The sun burns the back of my neck and we stop for water. Boys gather around me, curious because I am on foot with two Afghans and no vehicle in sight. I look at them closely, but they are not my boys. I pass around the photo. Nothing. They don’t know them. More angry men I don’t recognize demand I fulfill promises I don’t think I ever made.

“When there was civil war here, all the world was quiet,” Aziz says, gripping my elbow. “Now the world is getting quiet again, but it is worse. The people are angrier, hungrier than before.”

We wend our way through the crowd of distorted faces jockeying for my attention. Hamid climbs a steep, narrow path leading up a mountain toward adobe houses. After an hour, we reach the top and enter a square mud hut. Hamid kicks off his sandals, crosses a thickly carpeted floor, and withdraws from behind a curtain a plate of naan—long, snowshoe-shaped flatbread. He greets his mother. She watches him eat. She has severe rheumatism and cannot work. Hamid’s father died three years ago. Natural causes. Hamid dropped out of regular school to work and help provide for his family. I tell her about the boys, but she remains focused on Hamid. She expects him to earn one dollar a day, enough to buy seven loaves of naan. “Is naan enough?” I ask.

“No, it is not enough. But with tea it is enough.”

When he finishes eating, Hamid descends the mountain, leaping from one boulder to the next, and I slide on my ass after him. Back on the street, he pauses at vendor stalls, offering his bags to the Westerners who bargain over small piles of tea, soap, and nuts. I try to show the boys’ photo, but merchants wave both Hamid and me away. I am discouraged, but Hamid walks on, undeterred. Above us the sky darkens and the wind picks up and knee-high dust devils unspool around us. We raise our faces, feeling the first hints of rain. Soon the heavy drops pick up and gather into a downpour. We duck under the umbrella of a fruit wagon. Shoppers run and Hamid chases after them, his hand-me-down pink polo shirt clinging to his drenched body. A woman buys a bag from him, covers her head and hurries away. Then I lose sight of him in the wet torrential blackness that consumes the market.

Old Man
Unemployed men wait for day labor in Kabul behind an herb merchant.

At night, I dream of the boys. I dream I am with them in the back room of the pharmacy where Bro’s brother works, where we used to tutor them. We greet one another with the high-fives I taught them, then go over their assignments. Bro corrects their Persian, then I walk them through their ABCs and simple phrases: good morning, how are you, have a nice day. The boys, eager for lunch, look at a clock. We give their mothers rice and beans when they do well, as a way to keep them in school. But I tell Mr. Chocolate I will not feed him today or give his mother food. He dropped out of Aschiana to hustle the streets full-time. His father was killed in the fighting—all their fathers were—but an education, I insist, would provide more for him than polishing shoes.

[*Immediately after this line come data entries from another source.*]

//! Prometheus metrics collection.
//!
//! Provides metrics for:
//! - HTTP request latency and counts
//! - Council orchestration outcomes
//! - Provider usage (tokens, cost)
//! - Streaming connections

use conclave_engine::MetricsSink;
use conclave_types::ConsensusDecision;
use once_cell::sync::Lazy;
use parking_lot::RwLock;
use prometheus_client::encoding::EncodeLabelSet;
use prometheus_client::metrics::counter::Counter;
use prometheus_client::metrics::family::Family;
use prometheus_client::metrics::gauge::Gauge;
use prometheus_client::metrics::histogram::{exponential_buckets, Histogram};
use prometheus_client::registry::Registry;
use std::sync::Arc;
use uuid::Uuid;

/// HTTP request labels.
#[derive(Clone, Debug, Hash, PartialEq, Eq, EncodeLabelSet)]
pub struct HttpLabels {
    /// HTTP method (GET, POST, etc.)
    pub method: String,
    /// Request path pattern
    pub path: String,
    /// Response status code
    pub status: u16,
}

/// Consensus outcome labels.
#[derive(Clone, Debug, Hash, PartialEq, Eq, EncodeLabelSet)]
pub struct ConsensusLabels {
    /// Synthesis strategy tag.
    pub strategy: String,
    /// Confidence band.
    pub confidence: String,
}

/// Global metrics state.
pub static METRICS: Lazy<CouncilMetrics> = Lazy::new(CouncilMetrics::new);

/// Metrics state container.
#[derive(Clone)]
pub struct CouncilMetrics {
    /// Prometheus registry.
    pub registry: Arc<RwLock<Registry>>,
    /// HTTP request counter.
    pub http_requests_total: Family<HttpLabels, Counter>,
    /// HTTP request duration histogram (seconds).
    pub http_request_duration_seconds: Family<HttpLabels, Histogram>,
    /// HTTP active connections gauge.
    pub http_active_connections: Gauge,
    /// Requests submitted.
    pub requests_submitted_total: Counter,
    /// Consensus decisions by strategy and confidence.
    pub consensus_decisions_total: Family<ConsensusLabels, Counter>,
    /// Total provider cost in microdollars.
    pub provider_cost_microusd_total: Counter,
    /// Prompt tokens spent.
    pub prompt_tokens_total: Counter,
    /// Completion tokens spent.
    pub completion_tokens_total: Counter,
    /// Active SSE connections.
    pub stream_connections: Gauge,
}

impl Default for CouncilMetrics {
    fn default() -> Self {
        Self::new()
    }
}

impl CouncilMetrics {
    /// Create a new metrics state with all metrics registered.
    pub fn new() -> Self {
        let mut registry = Registry::default();

        let http_requests_total = Family::<HttpLabels, Counter>::default();
        registry.register(
            "conclave_http_requests",
            "Total HTTP requests",
            http_requests_total.clone(),
        );

        let http_request_duration_seconds =
            Family::<HttpLabels, Histogram>::new_with_constructor(|| {
                Histogram::new(exponential_buckets(0.001, 2.0, 16))
            });
        registry.register(
            "conclave_http_request_duration_seconds",
            "HTTP request duration in seconds",
            http_request_duration_seconds.clone(),
        );

        let http_active_connections = Gauge::default();
        registry.register(
            "conclave_http_active_connections",
            "Number of active HTTP connections",
            http_active_connections.clone(),
        );

        let requests_submitted_total = Counter::default();
        registry.register(
            "conclave_requests_submitted",
            "Total council requests submitted",
            requests_submitted_total.clone(),
        );

        let consensus_decisions_total = Family::<ConsensusLabels, Counter>::default();
        registry.register(
            "conclave_consensus_decisions",
            "Consensus decisions by strategy and confidence",
            consensus_decisions_total.clone(),
        );

        let provider_cost_microusd_total = Counter::default();
        registry.register(
            "conclave_provider_cost_microusd",
            "Cumulative provider cost in microdollars",
            provider_cost_microusd_total.clone(),
        );

        let prompt_tokens_total = Counter::default();
        registry.register(
            "conclave_prompt_tokens",
            "Cumulative prompt tokens",
            prompt_tokens_total.clone(),
        );

        let completion_tokens_total = Counter::default();
        registry.register(
            "conclave_completion_tokens",
            "Cumulative completion tokens",
            completion_tokens_total.clone(),
        );

        let stream_connections = Gauge::default();
        registry.register(
            "conclave_stream_connections",
            "Active SSE connections",
            stream_connections.clone(),
        );

        Self {
            registry: Arc::new(RwLock::new(registry)),
            http_requests_total,
            http_request_duration_seconds,
            http_active_connections,
            requests_submitted_total,
            consensus_decisions_total,
            provider_cost_microusd_total,
            prompt_tokens_total,
            completion_tokens_total,
            stream_connections,
        }
    }

    /// Record an HTTP request.
    pub fn record_http_request(&self, method: &str, path: &str, status: u16, duration_secs: f64) {
        let labels = HttpLabels {
            method: method.to_string(),
            path: normalize_path(path),
            status,
        };

        self.http_requests_total.get_or_create(&labels).inc();
        self.http_request_duration_seconds
            .get_or_create(&labels)
            .observe(duration_secs);
    }

    /// Encode metrics for Prometheus scraping.
    pub fn encode(&self) -> String {
        let mut buffer = String::new();
        let registry = self.registry.read();
        prometheus_client::encoding::text::encode(&mut buffer, &registry)
            .expect("Failed to encode metrics");
        buffer
    }
}

impl MetricsSink for CouncilMetrics {
    fn log_cost(
        &self,
        request_id: Uuid,
        cost_usd: f64,
        prompt_tokens: u64,
        completion_tokens: u64,
    ) {
        self.provider_cost_microusd_total
            .inc_by((cost_usd * 1_000_000.0) as u64);
        self.prompt_tokens_total.inc_by(prompt_tokens);
        self.completion_tokens_total.inc_by(completion_tokens);
        tracing::debug!(
            request_id = %request_id,
            cost_usd = cost_usd,
            "Request cost recorded"
        );
    }

    fn log_consensus_decision(&self, request_id: Uuid, decision: &ConsensusDecision) {
        self.consensus_decisions_total
            .get_or_create(&ConsensusLabels {
                strategy: decision.synthesis_strategy.to_string(),
                confidence: decision.confidence.to_string(),
            })
            .inc();
        tracing::debug!(request_id = %request_id, "Consensus decision recorded");
    }
}

/// Normalize path for metrics (replace dynamic segments).
fn normalize_path(path: &str) -> String {
    let parts: Vec<&str> = path.split('/').collect();
    let normalized: Vec<&str> = parts
        .iter()
        .map(|part| {
            if is_dynamic_segment(part) {
                ":param"
            } else {
                *part
            }
        })
        .collect();
    normalized.join("/")
}

/// Check if a path segment is dynamic (UUID or numeric).
fn is_dynamic_segment(segment: &str) -> bool {
    if segment.len() == 36 && segment.contains('-') {
        return true;
    }
    !segment.is_empty() && segment.chars().all(|c| c.is_ascii_digit())
}

#[cfg(test)]
mod tests {
    use super::*;
    use conclave_types::SynthesisStrategyKind;

    #[test]
    fn test_normalize_path() {
        assert_eq!(normalize_path("/health"), "/health");
        assert_eq!(normalize_path("/api/v1/requests"), "/api/v1/requests");
        assert_eq!(
            normalize_path("/api/v1/requests/3f9c3de4-7f1a-4a5e-8d57-8a5a2b4c6d7e"),
            "/api/v1/requests/:param"
        );
        assert_eq!(
            normalize_path("/api/v1/requests/3f9c3de4-7f1a-4a5e-8d57-8a5a2b4c6d7e/stream"),
            "/api/v1/requests/:param/stream"
        );
    }

    #[test]
    fn test_metrics_encode() {
        let metrics = CouncilMetrics::new();
        metrics.record_http_request("GET", "/health", 200, 0.001);
        let encoded = metrics.encode();
        assert!(encoded.contains("conclave_http_requests"));
    }

    #[test]
    fn test_metrics_sink_impl() {
        let metrics = CouncilMetrics::new();
        let decision = ConsensusDecision::new(
            "x",
            0.9,
            SynthesisStrategyKind::ConsensusExtraction,
            vec!["m".into()],
        )
        .unwrap();

        metrics.log_cost(Uuid::new_v4(), 0.5, 100, 50);
        metrics.log_consensus_decision(Uuid::new_v4(), &decision);

        let encoded = metrics.encode();
        assert!(encoded.contains("conclave_provider_cost_microusd"));
        assert!(encoded.contains("conclave_consensus_decisions"));
    }
}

I dismiss him, and he walks out the door into sunlight and disappears.

I begin to wake up, linger in half-sleep. My boys stand in the middle of the road and wave. I watch them shrink in Bro’s rearview mirror. I’ll be back very soon, I call out on my way to the airport. I’ll be back very soon.

Storefront
Boys sweep away rainwater from a sudden downpour in Kabul.

At midday, Aziz and I sit in Red Hot ’n’ Sizzlin’ Restaurant, part of Red Sea’s gated community. I am trying to decide on our next move for finding the boys, but the prices distract Aziz from our conversation. “A Pepsi is one dollar,” he whispers. “In the bazaar you could get four for that.” He compares other prices, seeing only the amount of food he could buy with another man’s disposable income.

“I’ll buy the Pepsi,” I assure him.

Enclosed by concrete walls and barbed wire, staffed with two checkpoints, the Red Sea complex, like the biblical Red Sea, hopes to be an avenue of escape for expats. Thirty-two of one hundred planned one- to three-bedroom houses have been built near the rock-strewn land ceded to Aschiana. “Contractors come to town, they rent a house and have to share a bath,” an aid worker told me earlier. “That’s not too nice. This is an option.”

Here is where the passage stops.